Amenés par les Britanniques pour servir de main-d’œuvre bon marché, les Indiens constituent la communauté la plus mal lotie des communautés de Malaisie. Ils représentent 7,5 % de la population, mais constituent 25 % des pauvres du pays. Leur proportion au sein des classes moyennes est toutefois aussi disproportionnée par rapport à leur poids démographique : les Indiens représentent environ 20 % des classes moyennes. Les Indiens riches, au sommet de la hiérarchie sociale, ne représentent que quelques pour cent. Plus que son statut social, c’est, semble-t-il, la destruction de temples hindous qui a le plus irrité la communauté indienne. Il est difficile de connaître exactement l’ampleur de ces destructions, mais quelques cas emblématiques, comme la destruction en 2007 d’un temple à Shah Alam, dans l’Etat de Selangor, a mis le feu aux poudres et provoqué la manifestation d’octobre 2007.

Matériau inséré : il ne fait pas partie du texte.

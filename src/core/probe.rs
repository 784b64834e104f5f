use crate::core::client::ShopifyClient;
use crate::domain::model::ResourceKind;
use crate::utils::error::{EtlError, Result};

/// One labeled read-only check with its human-readable findings.
#[derive(Debug)]
pub struct ProbeCheck {
    pub label: String,
    pub details: Vec<String>,
}

#[derive(Debug)]
pub struct ProbeFailure {
    pub summary: String,
    pub hints: Vec<String>,
}

/// Result of the connectivity probe: the checks that ran, and the classified
/// failure that stopped the sequence, if any. Never touches the destination.
#[derive(Debug)]
pub struct ProbeReport {
    pub checks: Vec<ProbeCheck>,
    pub failure: Option<ProbeFailure>,
}

impl ProbeReport {
    pub fn passed(&self) -> bool {
        self.failure.is_none()
    }
}

/// Runs the sequential read-only checks: shop info, per-resource counts, and
/// one sample order when any orders exist. Stops at the first failure.
pub async fn run(client: &ShopifyClient) -> ProbeReport {
    let mut checks = Vec::new();

    match shop_check(client).await {
        Ok(check) => checks.push(check),
        Err(e) => {
            return ProbeReport {
                checks,
                failure: Some(classify(&e)),
            }
        }
    }

    let mut orders_count = 0;
    for (index, kind) in ResourceKind::ALL.iter().enumerate() {
        match count_check(client, *kind, index + 2).await {
            Ok((check, count)) => {
                if *kind == ResourceKind::Orders {
                    orders_count = count;
                }
                checks.push(check);
            }
            Err(e) => {
                return ProbeReport {
                    checks,
                    failure: Some(classify(&e)),
                }
            }
        }
    }

    if orders_count > 0 {
        match sample_order_check(client).await {
            Ok(check) => checks.push(check),
            Err(e) => {
                return ProbeReport {
                    checks,
                    failure: Some(classify(&e)),
                }
            }
        }
    }

    ProbeReport {
        checks,
        failure: None,
    }
}

async fn shop_check(client: &ShopifyClient) -> Result<ProbeCheck> {
    let shop = client.shop().await?;
    Ok(ProbeCheck {
        label: "1. Testing shop information...".to_string(),
        details: vec![
            format!("Shop name: {}", text_field(&shop, "name")),
            format!("Shop domain: {}", text_field(&shop, "domain")),
            format!("Shop email: {}", text_field(&shop, "email")),
        ],
    })
}

async fn count_check(
    client: &ShopifyClient,
    kind: ResourceKind,
    position: usize,
) -> Result<(ProbeCheck, u64)> {
    let count = client.count(kind).await?;
    let check = ProbeCheck {
        label: format!("{}. Testing {} access...", position, kind),
        details: vec![format!("Total {}: {}", kind, count)],
    };
    Ok((check, count))
}

async fn sample_order_check(client: &ShopifyClient) -> Result<ProbeCheck> {
    let page = client
        .fetch_page(ResourceKind::Orders, &[("limit", "1".to_string())])
        .await?;
    let mut details = Vec::new();
    if let Some(order) = page
        .body
        .get("orders")
        .and_then(|v| v.as_array())
        .and_then(|orders| orders.first())
    {
        details.push(format!("Sample order ID: {}", text_field(order, "id")));
        details.push(format!(
            "Sample order number: {}",
            text_field(order, "order_number")
        ));
        details.push(format!(
            "Sample order total: {}",
            text_field(order, "total_price")
        ));
    }
    Ok(ProbeCheck {
        label: "5. Testing sample order retrieval...".to_string(),
        details,
    })
}

fn text_field(value: &serde_json::Value, field: &str) -> String {
    match value.get(field) {
        Some(serde_json::Value::String(s)) => s.clone(),
        Some(serde_json::Value::Null) | None => "N/A".to_string(),
        Some(other) => other.to_string(),
    }
}

/// Maps an error onto the diagnostic taxonomy with actionable hints.
pub fn classify(error: &EtlError) -> ProbeFailure {
    match error {
        EtlError::MissingConfigError { field } => ProbeFailure {
            summary: format!("Configuration error: {} is not set", field),
            hints: vec![
                "Set the API_TOKEN and STORE_ID environment variables before running.".to_string(),
            ],
        },
        EtlError::AuthError { .. } => ProbeFailure {
            summary: "Authentication error (401): Invalid API token or insufficient permissions"
                .to_string(),
            hints: vec![
                "Please check your API token and ensure it has the required scopes:".to_string(),
                "- read_orders".to_string(),
                "- read_products".to_string(),
                "- read_customers".to_string(),
            ],
        },
        EtlError::NotFoundError { .. } => ProbeFailure {
            summary: "Not found error (404): Invalid shop URL".to_string(),
            hints: vec!["Please check your STORE_ID value.".to_string()],
        },
        EtlError::HttpStatusError { .. } => ProbeFailure {
            summary: format!("HTTP error: {}", error),
            hints: Vec::new(),
        },
        EtlError::ApiError(_) => ProbeFailure {
            summary: format!("Network error: {}", error),
            hints: vec!["Please check your internet connection and try again.".to_string()],
        },
        other => ProbeFailure {
            summary: format!("Unexpected error: {}", other),
            hints: Vec::new(),
        },
    }
}
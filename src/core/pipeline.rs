use crate::core::client::ShopifyClient;
use crate::core::fetch::{self, FetchParams};
use crate::core::flatten;
use crate::domain::model::{FetchOutcome, RawObject, Record, ResourceKind};
use crate::domain::ports::{Destination, Pipeline};
use crate::utils::error::Result;
use std::sync::Arc;

/// Extract-flatten-load stream for one resource kind. The three streams share
/// the client and destination handles but no mutable state.
pub struct ResourcePipeline<D: Destination> {
    kind: ResourceKind,
    client: Arc<ShopifyClient>,
    destination: Arc<D>,
}

impl<D: Destination> ResourcePipeline<D> {
    pub fn new(kind: ResourceKind, client: Arc<ShopifyClient>, destination: Arc<D>) -> Self {
        Self {
            kind,
            client,
            destination,
        }
    }

    fn fetch_params(&self) -> FetchParams {
        let config = self.client.config();
        FetchParams {
            limit: config.limit,
            // The status filter only applies to the orders endpoint.
            status: match self.kind {
                ResourceKind::Orders => Some(config.order_status.clone()),
                _ => None,
            },
            page_delay: config.page_delay,
        }
    }
}

#[async_trait::async_trait]
impl<D: Destination> Pipeline for ResourcePipeline<D> {
    fn name(&self) -> &str {
        self.kind.plural_key()
    }

    async fn extract(&self) -> Result<FetchOutcome> {
        Ok(fetch::fetch_all(&self.client, self.kind, &self.fetch_params()).await)
    }

    async fn transform(&self, raw: Vec<RawObject>) -> Result<Vec<Record>> {
        Ok(raw
            .iter()
            .map(|record| flatten::flatten(self.kind, record))
            .collect())
    }

    async fn load(&self, records: Vec<Record>) -> Result<usize> {
        let columns = flatten::columns(self.kind);
        self.destination
            .merge(self.kind.table_name(), &columns, "id", &records)
    }
}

Plutôt que de prendre en compte certaines des demandes des Indiens, le gouvernement malaisien a suivi ses vieux réflexes et réagi par la répression. La grande manifestation de novembre a été brisée et les leaders arrêtés. Le ressentiment continue à couver dans la communauté indienne. Dès que l’occasion propice se présentera, une nouvelle explosion risque de se produire.
L’agacement des Chinois
Contrairement aux Indiens, les Chinois étaient venus d’eux-mêmes dans la Malaisie britannique. Le plus souvent, ils s’agissaient de paysans pauvres, émigrés du sud de la Chine à la recherche de travail, et qui avaient trouvé à s’employer comme coolies dans les ports de la péninsule ou comme ouvriers agricoles. Rapidement, un nombre importants d’entre eux étaient parvenus à développer des entreprises commerciales de taille variable après avoir investi leurs économies durement gagnées. Si l’on compare la situation des Chinois de la Malaisie actuelle à celle des Chinois d’Indonésie ou du Vietnam, les premiers n’ont guère à se plaindre : la Malaisie compte plus d’écoles chinoises, où l’enseignement est dispensé en mandarin, en proportion de la population d’ethnie chinoise qu’aucun autre pays d’Asie du Sud-Est, y compris Singapour. Parallèlement, toutefois, l’esprit d’entreprise des Chinois a été bridé par les privilèges spéciaux accordés aux Malais depuis 1972, notamment en termes d’éducation, d’emplois publics et d’accès au crédit bancaire. Cela ne veut pas dire que les Chinois sont totalement bannis des universités gouvernementales, mais l’accès aux filières les plus convoitées leur est plus difficile à niveau de compétence égale que pour des Malais. « Certains cours sont très recherchés, comme les études de droit, de médecine ou de pharmacie. L’accès est fondé sur un système de quotas, mais le fonctionnement n’a jamais été très transparent. Beaucoup de non-Malais très qualifiés ne peuvent pas accéder à ces bonnes filières et sont obligés d’aller étudier dans des universités privées ou à l’étranger », explique Steven Gan, directeur de Malaysiakini. Les Malais bénéficient aussi d’une réduction de 7 % sur les frais d’études dans les universités privées. « Les non-Malais ont l’impression de devoir payer plus cher afin de subventionner les Malais », précise le journaliste.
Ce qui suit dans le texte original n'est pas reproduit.